RECORDS PROVIDED: Begin

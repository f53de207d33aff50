#![allow(dead_code)]

use rnetconf::config::{BASE_1_0, BASE_1_1, NETCONF_NAMESPACE, SessionOptions};
use rnetconf::framing::{Framer, FramingMode};
use rnetconf::message::Message;
use rnetconf::session::{Session, SessionRecorder};
use rnetconf::xml::Document;
use tokio::io::{AsyncReadExt, AsyncWriteExt, DuplexStream};

pub const BOTH_BASES: &[&str] = &[BASE_1_0, BASE_1_1];
pub const ONLY_1_0: &[&str] = &[BASE_1_0];
pub const SESSION_ID: u64 = 7;

/// Scripted NETCONF server on the far end of an in-memory duplex.
pub struct FakeDevice {
    stream: DuplexStream,
    framer: Framer,
    pub framing: FramingMode,
    pub chunk_size: usize,
}

impl FakeDevice {
    /// Returns the client end of the pipe and the device.
    pub fn pair() -> (DuplexStream, FakeDevice) {
        let (client, server) = tokio::io::duplex(256 * 1024);
        let device = FakeDevice {
            stream: server,
            framer: Framer::new(),
            framing: FramingMode::EndOfMessage,
            chunk_size: 4096,
        };
        (client, device)
    }

    /// Sends the server hello, reads the client hello and switches framing.
    /// Returns the client's capabilities.
    pub async fn hello(&mut self, capabilities: &[&str], session_id: u64) -> Vec<String> {
        let caps = capabilities
            .iter()
            .map(|cap| format!("<capability>{cap}</capability>"))
            .collect::<String>();
        let hello = format!(
            "<hello xmlns=\"{NETCONF_NAMESPACE}\"><capabilities>{caps}</capabilities><session-id>{session_id}</session-id></hello>"
        );
        self.send_raw(&FramingMode::EndOfMessage.encode(hello.as_bytes(), self.chunk_size))
            .await;

        let frame = self.recv().await.expect("client hello");
        let Message::Hello(client) = Message::parse(frame.as_bytes()).expect("client hello parses")
        else {
            panic!("client sent {frame} instead of hello");
        };
        assert_eq!(client.session_id, None, "client hello must not carry a session-id");

        let chunked = capabilities.contains(&BASE_1_1)
            && client.capabilities.iter().any(|cap| cap == BASE_1_1);
        self.framing = if chunked {
            FramingMode::Chunked
        } else {
            FramingMode::EndOfMessage
        };
        self.framer.upgrade(self.framing).expect("device upgrade");
        client.capabilities
    }

    /// Next complete message from the client, `None` once it closed the stream.
    pub async fn recv(&mut self) -> Option<String> {
        let mut buf = [0u8; 4096];
        loop {
            if let Some(frame) = self.framer.next_message().expect("client framing is valid") {
                return Some(String::from_utf8(frame.to_vec()).expect("utf-8 frame"));
            }
            let n = self.stream.read(&mut buf).await.expect("device read");
            if n == 0 {
                return None;
            }
            self.framer.push(&buf[..n]);
        }
    }

    /// Next `<rpc>` from the client with its message-id.
    pub async fn recv_rpc(&mut self) -> (u64, String) {
        let xml = self.recv().await.expect("rpc from client");
        let id = {
            let doc = Document::parse(&xml).expect("rpc is well formed");
            assert_eq!(doc.root().name, "rpc");
            doc.root()
                .attribute("message-id")
                .and_then(|id| id.parse().ok())
                .expect("numeric message-id")
        };
        (id, xml)
    }

    pub async fn send(&mut self, xml: &str) {
        let frame = self.framing.encode(xml.as_bytes(), self.chunk_size);
        self.send_raw(&frame).await;
    }

    pub async fn send_raw(&mut self, bytes: &[u8]) {
        self.stream.write_all(bytes).await.expect("device write");
    }

    pub async fn reply(&mut self, message_id: u64, inner: &str) {
        self.send(&format!(
            "<rpc-reply message-id=\"{message_id}\" xmlns=\"{NETCONF_NAMESPACE}\">{inner}</rpc-reply>"
        ))
        .await;
    }

    pub async fn reply_ok(&mut self, message_id: u64) {
        self.reply(message_id, "<ok/>").await;
    }

    pub async fn notify(&mut self, event_time: &str, inner: &str) {
        self.send(&format!(
            "<notification xmlns=\"urn:ietf:params:xml:ns:netconf:notification:1.0\"><eventTime>{event_time}</eventTime>{inner}</notification>"
        ))
        .await;
    }
}

/// Opens a session against a fresh device advertising `capabilities`.
pub async fn open_session(
    capabilities: &[&str],
    options: SessionOptions,
    recorder: Option<SessionRecorder>,
) -> (Session, FakeDevice) {
    let (client, mut device) = FakeDevice::pair();
    let (session, _) = tokio::join!(
        Session::open_with_recorder(client, options, recorder),
        device.hello(capabilities, SESSION_ID)
    );
    (session.expect("session opens"), device)
}
//! Error types for NETCONF sessions.
//!
//! This module defines all errors that can occur while establishing the SSH
//! transport, negotiating capabilities, framing messages and correlating
//! RPC replies.

use std::time::Duration;

use thiserror::Error;

use crate::session::SessionState;

/// Errors that can occur during NETCONF session management.
#[derive(Error, Debug)]
pub enum NetconfError {
    /// The client configuration failed validation.
    #[error("invalid netconf config - {0}")]
    InvalidConfig(String),

    /// Reading from, writing to or shutting down the transport failed.
    ///
    /// Fatal to the session.
    #[error("transport error: {0}")]
    Transport(#[from] std::io::Error),

    /// The incoming byte stream violated the negotiated framing.
    ///
    /// Covers malformed chunk headers, oversized chunks and messages that
    /// never terminate within the configured byte budget. Fatal to the session.
    #[error("framing error: {0}")]
    Framing(String),

    /// A complete frame did not contain a valid NETCONF envelope.
    #[error("protocol content error: {0}")]
    ProtocolContent(String),

    /// The `<hello>` exchange failed. The session never became active.
    #[error("negotiation failed: {0}")]
    Negotiation(String),

    /// The operation is not permitted in the current lifecycle state.
    ///
    /// Nothing was written to the transport.
    #[error("{operation} not allowed while session is {state}")]
    InvalidState {
        operation: &'static str,
        state: SessionState,
    },

    /// No reply arrived before the request deadline.
    #[error("rpc message-id {message_id} timed out")]
    Timeout { message_id: u64 },

    /// The session closed or failed while the request was pending.
    #[error("session terminated: {0}")]
    SessionTerminated(String),

    /// The per-session message-id counter overflowed.
    #[error("message-id space exhausted")]
    MessageIdExhausted,

    /// The graceful `<close-session>` handshake did not complete.
    ///
    /// The transport has been forced closed and the session marked failed.
    #[error("failed to gracefully close session - {0}")]
    CloseFailed(String),

    /// The SSH connection was not established in time.
    #[error("unable to dial host - timed out after {0:?}")]
    ConnectTimeout(Duration),

    /// An error occurred in the async-ssh2-tokio library.
    #[error("async ssh2 error: {0}")]
    Ssh2Error(#[from] async_ssh2_tokio::Error),

    /// An error occurred in the russh library.
    #[error("russh error: {0}")]
    RusshError(#[from] russh::Error),

    /// No recorded reply matched during offline replay.
    #[error("replay mismatch: {0}")]
    ReplayMismatchError(String),

    #[error("internal server error: {0}")]
    InternalServerError(String),
}

impl NetconfError {
    /// Returns true if this error terminates the session it occurred on.
    pub fn is_fatal(&self) -> bool {
        matches!(
            self,
            NetconfError::Transport(_)
                | NetconfError::Framing(_)
                | NetconfError::ProtocolContent(_)
                | NetconfError::Negotiation(_)
                | NetconfError::MessageIdExhausted
                | NetconfError::CloseFailed(_)
                | NetconfError::Ssh2Error(_)
                | NetconfError::RusshError(_)
        )
    }
}

#[cfg(test)]
mod tests {
    use super::*;

    #[test]
    fn timeouts_and_state_errors_are_not_fatal() {
        assert!(!NetconfError::Timeout { message_id: 7 }.is_fatal());
        assert!(
            !NetconfError::InvalidState {
                operation: "submit",
                state: SessionState::Closed,
            }
            .is_fatal()
        );
    }

    #[test]
    fn framing_errors_are_fatal() {
        assert!(NetconfError::Framing("bad header".to_string()).is_fatal());
        assert!(NetconfError::ProtocolContent("no root".to_string()).is_fatal());
    }

    #[test]
    fn state_error_names_operation_and_state() {
        let err = NetconfError::InvalidState {
            operation: "submit",
            state: SessionState::Closing,
        };
        assert_eq!(err.to_string(), "submit not allowed while session is closing");
    }
}
use ndarray::Array1;
use serde::{Deserialize, Serialize};

/// Evenly spaced radial-velocity axis the line profiles are evaluated on.
#[derive(Debug, Clone, Copy, PartialEq, Serialize, Deserialize)]
#[serde(default)]
pub struct RvAxis {
    pub start: f64,
    pub end: f64,
    pub samples: usize,
}

impl Default for RvAxis {
    fn default() -> Self {
        Self {
            start: -40.0,
            end: 70.0,
            samples: 1000,
        }
    }
}

impl RvAxis {
    pub fn values(&self) -> Array1<f64> {
        Array1::linspace(self.start, self.end, self.samples)
    }
}

/// Fixed scalars describing the star, the spot and the planet for one run.
#[derive(Debug, Clone, PartialEq, Serialize, Deserialize)]
#[serde(default)]
pub struct SimulationParameters {
    /// Mean RV of the starspot.
    pub mean_rv_spot: f64,
    /// Mean RV of the planet.
    pub mean_rv_planet: f64,
    pub stddev_spot: f64,
    pub stddev_star: f64,
    /// CCF amplitude of the spot bump.
    pub amplitude_spot: f64,
    /// CCF amplitude of the stellar line.
    pub amplitude_star: f64,
    /// Planet semi-amplitude (K).
    pub amplitude_motion_planet: f64,
    /// Planet orbital frequency, 1/25.2 d.
    pub frequency_motion_planet: f64,
    /// Spot modulation frequency, 1/9 d.
    pub frequency_motion_spot: f64,
    pub amplitude_motion_spot_start: f64,
    pub amplitude_motion_spot_step: f64,
    pub rv_axis: RvAxis,
    /// Length of the observation window the epochs are spread over.
    pub observation_span: f64,
}

impl Default for SimulationParameters {
    fn default() -> Self {
        Self {
            mean_rv_spot: 16.39,
            mean_rv_planet: 16.39,
            stddev_spot: 3.0,
            stddev_star: 9.92,
            amplitude_spot: 5.1e-3,
            amplitude_star: 0.0614,
            amplitude_motion_planet: 0.30,
            frequency_motion_planet: 0.0396,
            frequency_motion_spot: 0.11,
            amplitude_motion_spot_start: 0.0,
            amplitude_motion_spot_step: 0.015,
            rv_axis: RvAxis::default(),
            observation_span: 100.0,
        }
    }
}

impl SimulationParameters {
    /// Spot-motion amplitude (h) for sweep step `step`, counted from zero.
    pub fn spot_motion_amplitude(&self, step: usize) -> f64 {
        self.amplitude_motion_spot_start + (step as f64 + 1.0) * self.amplitude_motion_spot_step
    }

    /// h/K for sweep step `step`.
    pub fn ratio(&self, step: usize) -> f64 {
        self.spot_motion_amplitude(step) / self.amplitude_motion_planet
    }

    /// Observation epochs handed to the periodogram.
    pub fn observation_epochs(&self, time_samples: usize) -> Array1<f64> {
        Array1::linspace(0.0, self.observation_span, time_samples)
    }
}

RECORDS PROVIDED: End

Where a line above contains the string "usize", copy that line.

» EXPECTED ANSWER:
    pub chunk_size: usize,
    pub samples: usize,
    pub fn spot_motion_amplitude(&self, step: usize) -> f64 {
    pub fn ratio(&self, step: usize) -> f64 {
    pub fn observation_epochs(&self, time_samples: usize) -> Array1<f64> {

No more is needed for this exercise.